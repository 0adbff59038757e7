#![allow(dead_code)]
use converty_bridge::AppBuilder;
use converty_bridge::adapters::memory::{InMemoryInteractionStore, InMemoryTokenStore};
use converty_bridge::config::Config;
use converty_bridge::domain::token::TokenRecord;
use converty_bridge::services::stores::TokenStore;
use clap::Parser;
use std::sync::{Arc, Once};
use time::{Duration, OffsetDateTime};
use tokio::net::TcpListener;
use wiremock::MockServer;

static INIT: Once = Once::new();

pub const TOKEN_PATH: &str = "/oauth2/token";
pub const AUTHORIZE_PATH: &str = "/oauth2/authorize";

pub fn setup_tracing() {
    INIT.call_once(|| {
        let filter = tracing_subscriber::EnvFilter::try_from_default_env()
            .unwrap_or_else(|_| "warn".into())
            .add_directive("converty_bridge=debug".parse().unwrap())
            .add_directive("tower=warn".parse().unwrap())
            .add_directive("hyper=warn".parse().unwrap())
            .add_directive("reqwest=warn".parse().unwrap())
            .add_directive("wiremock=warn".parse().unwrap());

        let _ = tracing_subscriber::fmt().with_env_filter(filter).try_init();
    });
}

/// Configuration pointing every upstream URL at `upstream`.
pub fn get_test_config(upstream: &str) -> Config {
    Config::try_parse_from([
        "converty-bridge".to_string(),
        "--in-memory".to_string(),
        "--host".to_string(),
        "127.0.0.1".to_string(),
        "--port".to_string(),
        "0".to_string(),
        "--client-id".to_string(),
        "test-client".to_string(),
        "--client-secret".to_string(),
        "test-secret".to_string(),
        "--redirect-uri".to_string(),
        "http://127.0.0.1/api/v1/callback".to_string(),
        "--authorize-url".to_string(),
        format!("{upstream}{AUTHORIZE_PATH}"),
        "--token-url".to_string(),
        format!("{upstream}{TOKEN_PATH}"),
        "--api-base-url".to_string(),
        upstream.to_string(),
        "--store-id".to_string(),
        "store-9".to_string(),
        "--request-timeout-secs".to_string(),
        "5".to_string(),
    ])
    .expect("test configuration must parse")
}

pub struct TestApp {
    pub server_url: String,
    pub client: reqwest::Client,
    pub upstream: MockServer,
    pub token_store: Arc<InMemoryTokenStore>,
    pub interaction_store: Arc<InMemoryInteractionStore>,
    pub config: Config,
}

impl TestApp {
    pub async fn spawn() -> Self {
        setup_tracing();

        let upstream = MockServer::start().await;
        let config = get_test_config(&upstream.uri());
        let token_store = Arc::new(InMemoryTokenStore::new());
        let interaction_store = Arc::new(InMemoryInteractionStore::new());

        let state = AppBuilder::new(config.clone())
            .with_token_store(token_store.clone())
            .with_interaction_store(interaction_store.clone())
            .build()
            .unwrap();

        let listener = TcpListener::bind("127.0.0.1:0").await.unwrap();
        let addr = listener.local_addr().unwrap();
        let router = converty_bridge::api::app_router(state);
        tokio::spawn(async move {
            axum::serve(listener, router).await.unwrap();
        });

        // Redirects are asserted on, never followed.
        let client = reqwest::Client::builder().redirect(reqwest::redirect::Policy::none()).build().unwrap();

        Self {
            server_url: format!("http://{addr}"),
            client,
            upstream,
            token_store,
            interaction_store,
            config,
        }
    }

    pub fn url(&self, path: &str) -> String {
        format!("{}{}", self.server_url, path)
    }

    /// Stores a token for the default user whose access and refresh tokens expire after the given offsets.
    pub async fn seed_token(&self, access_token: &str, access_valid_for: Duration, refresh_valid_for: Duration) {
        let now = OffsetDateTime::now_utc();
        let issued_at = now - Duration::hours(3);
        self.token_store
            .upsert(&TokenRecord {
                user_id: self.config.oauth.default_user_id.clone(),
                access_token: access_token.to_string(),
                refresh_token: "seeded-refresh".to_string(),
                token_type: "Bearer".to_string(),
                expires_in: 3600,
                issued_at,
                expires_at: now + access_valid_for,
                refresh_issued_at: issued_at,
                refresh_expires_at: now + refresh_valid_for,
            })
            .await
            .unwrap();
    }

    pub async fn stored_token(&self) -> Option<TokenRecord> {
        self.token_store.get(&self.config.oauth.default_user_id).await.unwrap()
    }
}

......

◆ ASSIGNED TASK: Whatever appears in the records must be returned exactly.

◆ ANSWER BOX:
repository 0adbff59038757e7
#![allow(dead_code)]
use converty_bridge::AppBuilder;
use converty_bridge::adapters::memory::{InMemoryInteractionStore, InMemoryTokenStore};
use converty_bridge::config::Config;
use converty_bridge::domain::token::TokenRecord;
use converty_bridge::services::stores::TokenStore;
use clap::Parser;
use std::sync::{Arc, Once};
use time::{Duration, OffsetDateTime};
use tokio::net::TcpListener;
use wiremock::MockServer;

static INIT: Once = Once::new();

pub const TOKEN_PATH: &str = "/oauth2/token";
pub const AUTHORIZE_PATH: &str = "/oauth2/authorize";

pub fn setup_tracing() {
    INIT.call_once(|| {
        let filter = tracing_subscriber::EnvFilter::try_from_default_env()
            .unwrap_or_else(|_| "warn".into())
            .add_directive("converty_bridge=debug".parse().unwrap())
            .add_directive("tower=warn".parse().unwrap())
            .add_directive("hyper=warn".parse().unwrap())
            .add_directive("reqwest=warn".parse().unwrap())
            .add_directive("wiremock=warn".parse().unwrap());

        let _ = tracing_subscriber::fmt().with_env_filter(filter).try_init();
    });
}

/// Configuration pointing every upstream URL at `upstream`.
pub fn get_test_config(upstream: &str) -> Config {
    Config::try_parse_from([
        "converty-bridge".to_string(),
        "--in-memory".to_string(),
        "--host".to_string(),
        "127.0.0.1".to_string(),
        "--port".to_string(),
        "0".to_string(),
        "--client-id".to_string(),
        "test-client".to_string(),
        "--client-secret".to_string(),
        "test-secret".to_string(),
        "--redirect-uri".to_string(),
        "http://127.0.0.1/api/v1/callback".to_string(),
        "--authorize-url".to_string(),
        format!("{upstream}{AUTHORIZE_PATH}"),
        "--token-url".to_string(),
        format!("{upstream}{TOKEN_PATH}"),
        "--api-base-url".to_string(),
        upstream.to_string(),
        "--store-id".to_string(),
        "store-9".to_string(),
        "--request-timeout-secs".to_string(),
        "5".to_string(),
    ])
    .expect("test configuration must parse")
}

pub struct TestApp {
    pub server_url: String,
    pub client: reqwest::Client,
    pub upstream: MockServer,
    pub token_store: Arc<InMemoryTokenStore>,
    pub interaction_store: Arc<InMemoryInteractionStore>,
    pub config: Config,
}

impl TestApp {
    pub async fn spawn() -> Self {
        setup_tracing();

        let upstream = MockServer::start().await;
        let config = get_test_config(&upstream.uri());
        let token_store = Arc::new(InMemoryTokenStore::new());
        let interaction_store = Arc::new(InMemoryInteractionStore::new());

        let state = AppBuilder::new(config.clone())
            .with_token_store(token_store.clone())
            .with_interaction_store(interaction_store.clone())
            .build()
            .unwrap();

        let listener = TcpListener::bind("127.0.0.1:0").await.unwrap();
        let addr = listener.local_addr().unwrap();
        let router = converty_bridge::api::app_router(state);
        tokio::spawn(async move {
            axum::serve(listener, router).await.unwrap();
        });

        // Redirects are asserted on, never followed.
        let client = reqwest::Client::builder().redirect(reqwest::redirect::Policy::none()).build().unwrap();

        Self {
            server_url: format!("http://{addr}"),
            client,
            upstream,
            token_store,
            interaction_store,
            config,
        }
    }

    pub fn url(&self, path: &str) -> String {
        format!("{}{}", self.server_url, path)
    }

    /// Stores a token for the default user whose access and refresh tokens expire after the given offsets.
    pub async fn seed_token(&self, access_token: &str, access_valid_for: Duration, refresh_valid_for: Duration) {
        let now = OffsetDateTime::now_utc();
        let issued_at = now - Duration::hours(3);
        self.token_store
            .upsert(&TokenRecord {
                user_id: self.config.oauth.default_user_id.clone(),
                access_token: access_token.to_string(),
                refresh_token: "seeded-refresh".to_string(),
                token_type: "Bearer".to_string(),
                expires_in: 3600,
                issued_at,
                expires_at: now + access_valid_for,
                refresh_issued_at: issued_at,
                refresh_expires_at: now + refresh_valid_for,
            })
            .await
            .unwrap();
    }

    pub async fn stored_token(&self) -> Option<TokenRecord> {
        self.token_store.get(&self.config.oauth.default_user_id).await.unwrap()
    }
}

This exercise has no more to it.